Bestselling author John Shors is a trouble-maker. In his recently released, Temple of a Thousand Faces, Shors once again thrusts my imagination into exotic lands, a distant epoch and clash of civilizations, intriguing characters, compelling plots, scintillating love, and powerful mysticism all within a historically accurate framework, triggering my desire to visit yet another far away place.

With tongue in cheek, he’s a harbinger of frustration. I’m still sore with Mr. Shors because his 2006 internationally bestselling Beneath a Marble Sky continues to haunt me. It’s a work that utterly made me yearn to visit the Taj Mahal – I am not whole, I am sure, until I experience first hand India’s UNESCO world treasure. And, while I’ve been impacted my whole life by non-fiction within the pages of National Geographic, Shors, I think, has found an even more effective way to light my fire for any given place on Earth. And, he’s well aware of the impact of his writing, having written, How Literature Inspires Travel for AdventureTravelNews.com in March 2012.

For me, Shors is a genius storyteller in this genre. He supports my reading habit of turning words into images. He gives extraordinary places a heartbeat. When I read his works, epics films emerge within my mind’s eye. In Temple of a Thousand Faces, he somehow reveals the soul of Cambodia’s Angkor Wat temple and sends metaphorical blood running through its carved passages. He brings to life the inhabitants’ culture as they were a thousand years ago, dissolving the “here and now” for me. When reading Shors, I am “present” precisely where he wants me: I’m in the jungle, just out of sight of the subjects, and I can hear the approach of thousands of Chams descending on the Khmers. I see elephants in battle armor. I can feel the absolutely terrifying trembling movement of earth while these enormous creatures and thousands of soldiers head to their demise...or victory. I track how the fishermen’s boats are hewn from teak – I can see the carving marks on the hull. I know now what kinds of animals lurked in the jungle. What women wore during that time for jewelry. How men treated women…and each other.

Shors builds off historical records, then lends pulsing prose and extraordinary details which can only be known by someone who’s lived, breathed, and experienced the very place being written about. Shors spends an inordinate amount of time in situ before he completes his works, and the reader quickly comes to understand this. Deft at turning the mundane into pivotal memory-binding glue, Shors’ gift is cinematic prose.

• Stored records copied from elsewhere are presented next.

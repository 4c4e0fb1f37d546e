//! Geographic and currency reference data.

use serde::{Deserialize, Serialize};

use crate::entity::{Entity, ID, Record};
use crate::error::DomainError;
use crate::schema::{EntityType, Property};

/// A currency accepted in one or more countries.
#[derive(Debug, Clone, PartialEq, Serialize, Deserialize)]
pub struct Currency {
    pub id: Option<i64>,
    pub name: String,
    pub symbol: String,
}

impl Currency {
    pub fn new(name: impl Into<String>, symbol: impl Into<String>) -> Self {
        Self {
            id: None,
            name: name.into(),
            symbol: symbol.into(),
        }
    }
}

impl Entity for Currency {
    const NAME: &'static str = "Currency";
    const LABEL: &'static str = "currency";

    fn entity_type() -> EntityType {
        EntityType::new(Self::NAME, "Currencies")
            .property(Property::text("Name", 50).required())
            .property(Property::text("Symbol", 5).required())
    }

    fn id(&self) -> Option<i64> {
        self.id
    }

    fn set_id(&mut self, id: Option<i64>) {
        self.id = id;
    }

    fn to_record(&self) -> Record {
        Record::new(Self::NAME)
            .with(ID, self.id)
            .with("Name", self.name.as_str())
            .with("Symbol", self.symbol.as_str())
    }

    fn from_record(record: &Record) -> Result<Self, DomainError> {
        Ok(Self {
            id: record.id(),
            name: record.text("Name")?,
            symbol: record.text("Symbol")?,
        })
    }

    fn apply_patch(&mut self, patch: &Self) {
        self.name = patch.name.clone();
        self.symbol = patch.symbol.clone();
    }

    fn seed() -> Vec<Self> {
        [(1, "Sol", "S/"), (2, "Dólar Estadounidense", "$"), (3, "Euro", "€")]
            .into_iter()
            .map(|(id, name, symbol)| Self {
                id: Some(id),
                name: name.into(),
                symbol: symbol.into(),
            })
            .collect()
    }
}

#[derive(Debug, Clone, PartialEq, Serialize, Deserialize)]
pub struct Country {
    pub id: Option<i64>,
    pub name: String,
}

impl Country {
    pub fn new(name: impl Into<String>) -> Self {
        Self {
            id: None,
            name: name.into(),
        }
    }
}

impl Entity for Country {
    const NAME: &'static str = "Country";
    const LABEL: &'static str = "country";

    fn entity_type() -> EntityType {
        EntityType::new(Self::NAME, "Countries").property(Property::text("Name", 50).required())
    }

    fn id(&self) -> Option<i64> {
        self.id
    }

    fn set_id(&mut self, id: Option<i64>) {
        self.id = id;
    }

    fn to_record(&self) -> Record {
        Record::new(Self::NAME)
            .with(ID, self.id)
            .with("Name", self.name.as_str())
    }

    fn from_record(record: &Record) -> Result<Self, DomainError> {
        Ok(Self {
            id: record.id(),
            name: record.text("Name")?,
        })
    }

    fn apply_patch(&mut self, patch: &Self) {
        self.name = patch.name.clone();
    }

    fn seed() -> Vec<Self> {
        vec![
            Self {
                id: Some(1),
                name: "Perú".into(),
            },
            Self {
                id: Some(2),
                name: "Estados Unidos".into(),
            },
        ]
    }
}

/// First-level administrative division of a country.
#[derive(Debug, Clone, PartialEq, Serialize, Deserialize)]
pub struct Department {
    pub id: Option<i64>,
    pub name: String,
    pub country_id: i64,
}

impl Entity for Department {
    const NAME: &'static str = "Department";
    const LABEL: &'static str = "department";

    fn entity_type() -> EntityType {
        EntityType::new(Self::NAME, "Departments")
            .property(Property::text("Name", 50).required())
            .property(Property::integer("CountryId").required())
            .foreign_key("CountryId", "Country")
    }

    fn id(&self) -> Option<i64> {
        self.id
    }

    fn set_id(&mut self, id: Option<i64>) {
        self.id = id;
    }

    fn to_record(&self) -> Record {
        Record::new(Self::NAME)
            .with(ID, self.id)
            .with("Name", self.name.as_str())
            .with("CountryId", self.country_id)
    }

    fn from_record(record: &Record) -> Result<Self, DomainError> {
        Ok(Self {
            id: record.id(),
            name: record.text("Name")?,
            country_id: record.integer("CountryId")?,
        })
    }

    fn apply_patch(&mut self, patch: &Self) {
        self.name = patch.name.clone();
    }
}

/// Join row: one currency accepted in one country.
#[derive(Debug, Clone, PartialEq, Serialize, Deserialize)]
pub struct CountryCurrency {
    pub id: Option<i64>,
    pub country_id: i64,
    pub currency_id: i64,
}

impl Entity for CountryCurrency {
    const NAME: &'static str = "CountryCurrency";
    const LABEL: &'static str = "country currency";

    fn entity_type() -> EntityType {
        EntityType::new(Self::NAME, "CountryCurrencies")
            .property(Property::integer("CountryId").required())
            .property(Property::integer("CurrencyId").required())
            .foreign_key("CountryId", "Country")
            .foreign_key("CurrencyId", "Currency")
            .unique_index(&["CountryId", "CurrencyId"])
    }

    fn id(&self) -> Option<i64> {
        self.id
    }

    fn set_id(&mut self, id: Option<i64>) {
        self.id = id;
    }

    fn to_record(&self) -> Record {
        Record::new(Self::NAME)
            .with(ID, self.id)
            .with("CountryId", self.country_id)
            .with("CurrencyId", self.currency_id)
    }

    fn from_record(record: &Record) -> Result<Self, DomainError> {
        Ok(Self {
            id: record.id(),
            country_id: record.integer("CountryId")?,
            currency_id: record.integer("CurrencyId")?,
        })
    }

    fn apply_patch(&mut self, patch: &Self) {
        self.country_id = patch.country_id;
        self.currency_id = patch.currency_id;
    }

    fn seed() -> Vec<Self> {
        [(1, 1, 1), (2, 1, 2), (3, 1, 3), (4, 2, 2)]
            .into_iter()
            .map(|(id, country_id, currency_id)| Self {
                id: Some(id),
                country_id,
                currency_id,
            })
            .collect()
    }
}

#[cfg(test)]
mod tests {
    use super::*;

    #[test]
    fn test_currency_seed_ids() {
        let ids: Vec<_> = Currency::seed().iter().filter_map(|c| c.id).collect();
        assert_eq!(ids, vec![1, 2, 3]);
    }

    #[test]
    fn test_country_currency_pairs_reference_seeded_rows() {
        let countries: Vec<_> = Country::seed().iter().filter_map(|c| c.id).collect();
        let currencies: Vec<_> = Currency::seed().iter().filter_map(|c| c.id).collect();

        for pair in CountryCurrency::seed() {
            assert!(countries.contains(&pair.country_id));
            assert!(currencies.contains(&pair.currency_id));
        }
    }

    #[test]
    fn test_department_patch_keeps_country() {
        let mut dept = Department {
            id: Some(1),
            name: "Lima".into(),
            country_id: 1,
        };
        dept.apply_patch(&Department {
            id: None,
            name: "Cusco".into(),
            country_id: 2,
        });
        assert_eq!(dept.name, "Cusco");
        assert_eq!(dept.country_id, 1);
    }
}
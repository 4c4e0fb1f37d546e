//! # Washi Hex
//!
//! Application service layer and HTTP adapter for the laundry service.
//!
//! ## Architecture
//!
//! - `service` - CRUD services (orchestrate store operations)
//! - `inbound/` - HTTP adapter (Axum server)
//!
//! The services are generic over `S: Store`, allowing different store
//! implementations to be injected.

pub mod inbound;
pub mod service;

#[cfg(test)]
mod service_tests;

pub use service::{CrudService, OrderService};
//! # Washi Types
//!
//! Domain types, schema descriptors and port traits for the laundry service.
//! This crate has ZERO external IO dependencies - only data structures,
//! schema rules, and trait definitions.
//!
//! ## Architecture
//!
//! This crate represents the **innermost core** of the hexagonal architecture:
//! - `domain/` - Pure domain entities (User, Order, Currency, ...)
//! - `schema/` - Schema descriptors and the snake_case naming convention
//! - `entity` - The `Entity` trait tying a domain type to its descriptor
//! - `ports/` - Trait definitions that adapters must implement
//! - `dto` - Inbound `Save*Resource` shapes for API boundaries
//! - `error` - Domain, repository and service error types

pub mod domain;
pub mod dto;
pub mod entity;
pub mod error;
pub mod ports;
pub mod schema;

// Re-export commonly used types
pub use domain::{
    Country, CountryCurrency, Currency, Department, LaundryServiceMaterial, Material, Order,
    OrderStatus, PaymentMethod, Promotion, Service, Subscription, User, UserProfile,
    UserSubscription,
};
pub use dto::*;
pub use entity::{Entity, Record, Value};
pub use error::{
    DomainError, ModelError, OperationResponse, RepoError, ServiceAction, ServiceError,
};
pub use ports::{Filter, Store, UnitOfWork};
pub use schema::{Model, laundry_model, to_snake_case};
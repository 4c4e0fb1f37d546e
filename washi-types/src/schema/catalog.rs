//! The laundry service's schema model.

use super::model::{EntityType, Model};
use crate::domain::{
    Country, CountryCurrency, Currency, Department, LaundryServiceMaterial, Material, Order,
    OrderStatus, PaymentMethod, Promotion, Service, Subscription, User, UserProfile,
    UserSubscription,
};
use crate::entity::Entity;
use crate::error::ModelError;

fn seeded<E: Entity>() -> EntityType {
    E::entity_type().with_seed(E::seed().iter().map(E::to_record).collect())
}

/// Every entity type with its seed rows, under its declared names.
pub fn declared_laundry_model() -> Result<Model, ModelError> {
    Model::build(vec![
        seeded::<User>(),
        seeded::<PaymentMethod>(),
        seeded::<Service>(),
        seeded::<Material>(),
        seeded::<Promotion>(),
        seeded::<Subscription>(),
        seeded::<Currency>(),
        seeded::<Country>(),
        seeded::<Department>(),
        seeded::<CountryCurrency>(),
        seeded::<OrderStatus>(),
        seeded::<Order>(),
        seeded::<UserProfile>(),
        seeded::<UserSubscription>(),
        seeded::<LaundryServiceMaterial>(),
    ])
}

/// The model the stores run against: declared names rewritten to snake_case.
pub fn laundry_model() -> Result<Model, ModelError> {
    let mut model = declared_laundry_model()?;
    model.apply_snake_case_naming();
    Ok(model)
}

#[cfg(test)]
mod tests {
    use super::*;

    #[test]
    fn test_table_names() {
        let model = laundry_model().unwrap();
        let tables: Vec<_> = model
            .entity_types()
            .iter()
            .map(|et| et.table.as_str())
            .collect();

        assert_eq!(
            tables,
            vec![
                "users",
                "payment_methods",
                "services",
                "materials",
                "promotions",
                "subscriptions",
                "currencies",
                "countries",
                "departments",
                "country_currencies",
                "order_statuses",
                "orders",
                "user_profiles",
                "user_subscriptions",
                "laundry_service_materials",
            ]
        );
    }

    #[test]
    fn test_every_identifier_is_snake_case() {
        let model = laundry_model().unwrap();
        let is_snake = |s: &str| !s.chars().any(|c| c.is_uppercase());

        for et in model.entity_types() {
            assert!(is_snake(&et.table));
            assert!(is_snake(&et.primary_key().name));
            for p in et.properties() {
                assert!(is_snake(&p.column), "{}.{}", et.name, p.name);
            }
            for fk in et.foreign_keys() {
                assert!(is_snake(&fk.constraint_name));
            }
            for ix in et.indexes() {
                assert!(is_snake(&ix.name));
            }
        }
    }

    #[test]
    fn test_order_constraints() {
        let model = laundry_model().unwrap();
        let order = model.entity("Order").unwrap();

        let fks: Vec<_> = order
            .foreign_keys()
            .iter()
            .map(|fk| fk.constraint_name.as_str())
            .collect();
        assert_eq!(
            fks,
            vec![
                "fk_orders_users_user_id",
                "fk_orders_order_statuses_order_status_id"
            ]
        );
        assert_eq!(order.column("DeliveryDate"), Some("delivery_date"));
        assert_eq!(order.primary_key().name, "pk_orders");
    }

    #[test]
    fn test_seeds_attached() {
        let model = laundry_model().unwrap();
        let seeds = |name: &str| model.entity(name).unwrap().seed().len();

        assert_eq!(seeds("User"), 2);
        assert_eq!(seeds("PaymentMethod"), 2);
        assert_eq!(seeds("Service"), 2);
        assert_eq!(seeds("Currency"), 3);
        assert_eq!(seeds("Country"), 2);
        assert_eq!(seeds("CountryCurrency"), 4);
        assert_eq!(seeds("Order"), 0);
        assert_eq!(seeds("UserSubscription"), 0);
    }

    #[test]
    fn test_membership_and_material_constraints() {
        let model = laundry_model().unwrap();
        let fk_names = |name: &str| -> Vec<String> {
            model
                .entity(name)
                .unwrap()
                .foreign_keys()
                .iter()
                .map(|fk| fk.constraint_name.clone())
                .collect()
        };

        assert_eq!(
            fk_names("UserProfile"),
            vec!["fk_user_profiles_users_user_id"]
        );
        assert_eq!(
            fk_names("UserSubscription"),
            vec![
                "fk_user_subscriptions_users_user_id",
                "fk_user_subscriptions_subscriptions_subscription_id"
            ]
        );
        assert_eq!(
            fk_names("LaundryServiceMaterial"),
            vec![
                "fk_laundry_service_materials_services_service_id",
                "fk_laundry_service_materials_materials_material_id"
            ]
        );

        let profile = model.entity("UserProfile").unwrap();
        assert!(
            profile
                .indexes()
                .iter()
                .any(|ix| ix.unique && ix.name == "ix_user_profiles_user_id")
        );
    }

    #[test]
    fn test_overlapping_seed_ids_live_in_separate_tables() {
        let model = laundry_model().unwrap();
        let ids = |name: &str| -> Vec<Option<i64>> {
            model
                .entity(name)
                .unwrap()
                .seed()
                .iter()
                .map(|r| r.id())
                .collect()
        };

        assert_eq!(ids("User"), vec![Some(100), Some(101)]);
        assert_eq!(ids("Service"), vec![Some(100), Some(101)]);
    }
}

His ebbs and flows – the cadence of the novel – are fitting, well timed and deliver just the right level of anxiety…or hope. While some of the romance scenes push the envelope a bit too much for me, I’m a hopeless romantic, so I let it slide.

Whereas Angkor Wat has always held interest for me, it’s officially in my, “must visits” category, which means he’s causing me no end of trouble trying to decide when and how I’ll get there. Get the book, your favorite beverage and pillow, and enjoy.